- Episode no.: Season 2 Episode 2 (segment)
- Presented by: John Oliver
- Original air date: February 15, 2015
- Running time: 18 minutes

= Tobacco (Last Week Tonight with John Oliver) =

HBO news satire television episode

"Tobacco" is a segment of the HBO news satire television series Last Week Tonight with John Oliver about the tobacco industry. It first aired on February 15, 2015, as part of the second episode of the series' second season. During the eighteen-minute segment, comedian John Oliver discusses tobacco industry trends and practices.

Toward the end of the segment, Oliver introduces Jeff the Diseased Lung, a mascot he created for the American global cigarette and tobacco company Philip Morris International, the makers of Marlboro cigarettes. The anthropomorphic diseased lung, who smokes and coughs, has been compared to Joe Camel and the Marlboro Man. Oliver and his team promoted the cartoon character by sending shirts with Jeff's image to Togo and displaying billboards in Uruguay, and by encouraging use of the hashtag #JeffWeCan, which trended on Twitter following the broadcast.

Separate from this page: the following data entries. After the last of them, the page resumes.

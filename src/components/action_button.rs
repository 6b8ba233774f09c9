use std::rc::Rc;

use log::info;
use yew::prelude::*;

use crate::notify;
use crate::state::action::{ActionButton, ActionKind, ButtonPhase};
use crate::timer;

pub enum ButtonEvent {
    Press,
    Complete,
}

impl Reducible for ActionButton {
    type Action = ButtonEvent;

    fn reduce(self: Rc<Self>, action: Self::Action) -> Rc<Self> {
        let mut next = (*self).clone();
        let changed = match action {
            ButtonEvent::Press => next.press(),
            ButtonEvent::Complete => next.complete(),
        };
        if changed {
            Rc::new(next)
        } else {
            self
        }
    }
}

#[derive(Properties, PartialEq)]
pub struct ActionButtonProps {
    pub kind: ActionKind,
    pub course_title: AttrValue,
}

/// Enroll or preview button running the simulated `Idle -> Busy -> Done` flow.
#[function_component(ActionButtonView)]
pub fn action_button(props: &ActionButtonProps) -> Html {
    let kind = props.kind;
    let button = use_reducer(|| ActionButton::new(kind));

    let onclick = {
        let button = button.clone();
        let title = props.course_title.clone();
        Callback::from(move |e: MouseEvent| {
            e.stop_propagation();
            if button.phase() != ButtonPhase::Idle {
                return;
            }
            info!("{:?} requested for {}", kind, title);
            notify::alert(&kind.message(&title));
            button.dispatch(ButtonEvent::Press);

            let button = button.clone();
            timer::detach(kind.delay_ms(), move || button.dispatch(ButtonEvent::Complete));
        })
    };

    html! {
        <button
            class={kind.class()}
            disabled={button.disabled()}
            style={button.style()}
            {onclick}
        >
            { button.label() }
        </button>
    }
}
use yew::prelude::*;

use crate::catalog::Course;
use crate::components::action_button::ActionButtonView;
use crate::components::reveal::use_reveal;
use crate::state::action::ActionKind;
use crate::state::reveal::RevealGroup;

#[derive(Properties, PartialEq)]
pub struct CourseCardProps {
    pub course: Course,
    pub index: usize,
    /// Filter/reveal style owned by the page controller.
    pub style: AttrValue,
    pub on_revealed: Callback<usize>,
}

#[function_component(CourseCard)]
pub fn course_card(props: &CourseCardProps) -> Html {
    let node = use_node_ref();
    {
        let index = props.index;
        let on_revealed = props.on_revealed.clone();
        use_reveal(
            node.clone(),
            RevealGroup::CourseCards,
            index,
            Callback::from(move |_| on_revealed.emit(index)),
        );
    }

    let course = &props.course;
    let title: AttrValue = course.title.clone().into();

    html! {
        <div ref={node} class="course-card" style={props.style.clone()}>
            <div class="course-header">
                <span class="course-category">{ &course.category }</span>
                <span class="course-level">{ &course.level }</span>
            </div>
            <h3>{ &course.title }</h3>
            <p class="course-description">{ &course.description }</p>
            <div class="course-meta">
                <span>{ format!("👤 {}", course.instructor) }</span>
                <span>{ format!("⏱ {}", course.duration) }</span>
                <span>{ format!("⭐ {:.1}", course.rating) }</span>
            </div>
            <div class="course-footer">
                <span class="course-price">{ &course.price }</span>
                <div class="course-actions">
                    <ActionButtonView kind={ActionKind::Preview} course_title={title.clone()} />
                    <ActionButtonView kind={ActionKind::Enroll} course_title={title} />
                </div>
            </div>
        </div>
    }
}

After the segment, Philip Morris issued a response that received some criticism. The "Tobacco" segment received widespread media coverage, with several outlets praising Oliver's ability to launch successful marketing campaigns and change perceptions about smoking through the creation of the mascot. The Jeff caricature was later used at a May 2015 protest organized by the Campaign for Tobacco-Free Kids in New York City.

==Description==

"Tobacco", an eighteen-minute segment about the tobacco industry, was delivered by John Oliver on February 15, 2015, during the second episode of Last Week Tonights second season. Oliver introduces the topic of tobacco smoking by showing video clips of "trusted newsmen, cartoon characters, and cowboys in TV commercials" who are smoking cigarettes. He says that the cowboy in the clip is Marlboro Man, a figure used in advertising campaigns for Marlboro cigarettes, and notes that four of the actors portraying Marlboro Man have died from lung cancer or smoking-related illnesses. Oliver says that cigarette smoking is no longer as prevalent in the United States because of, among other things, mandatory warnings on all cigarette boxes and a ban on TV advertisements for cigarettes. The comedian says that tobacco executives adamantly refused to acknowledge the potential drawbacks to smoking, despite strong evidence to prove these drawbacks. He shows a video of Joseph Cullman, the former CEO of the tobacco company Philip Morris International (PMI), saying that "some women would prefer having smaller babies" in response to a reporter's comment that pregnant women who smoke will give birth to smaller babies as a result. Even so, the restrictions on smoking advertisements contributed to a decline in smoking rates among American adults, as only 18% of adults smoked in 2014, compared to 43% of adults in 1965.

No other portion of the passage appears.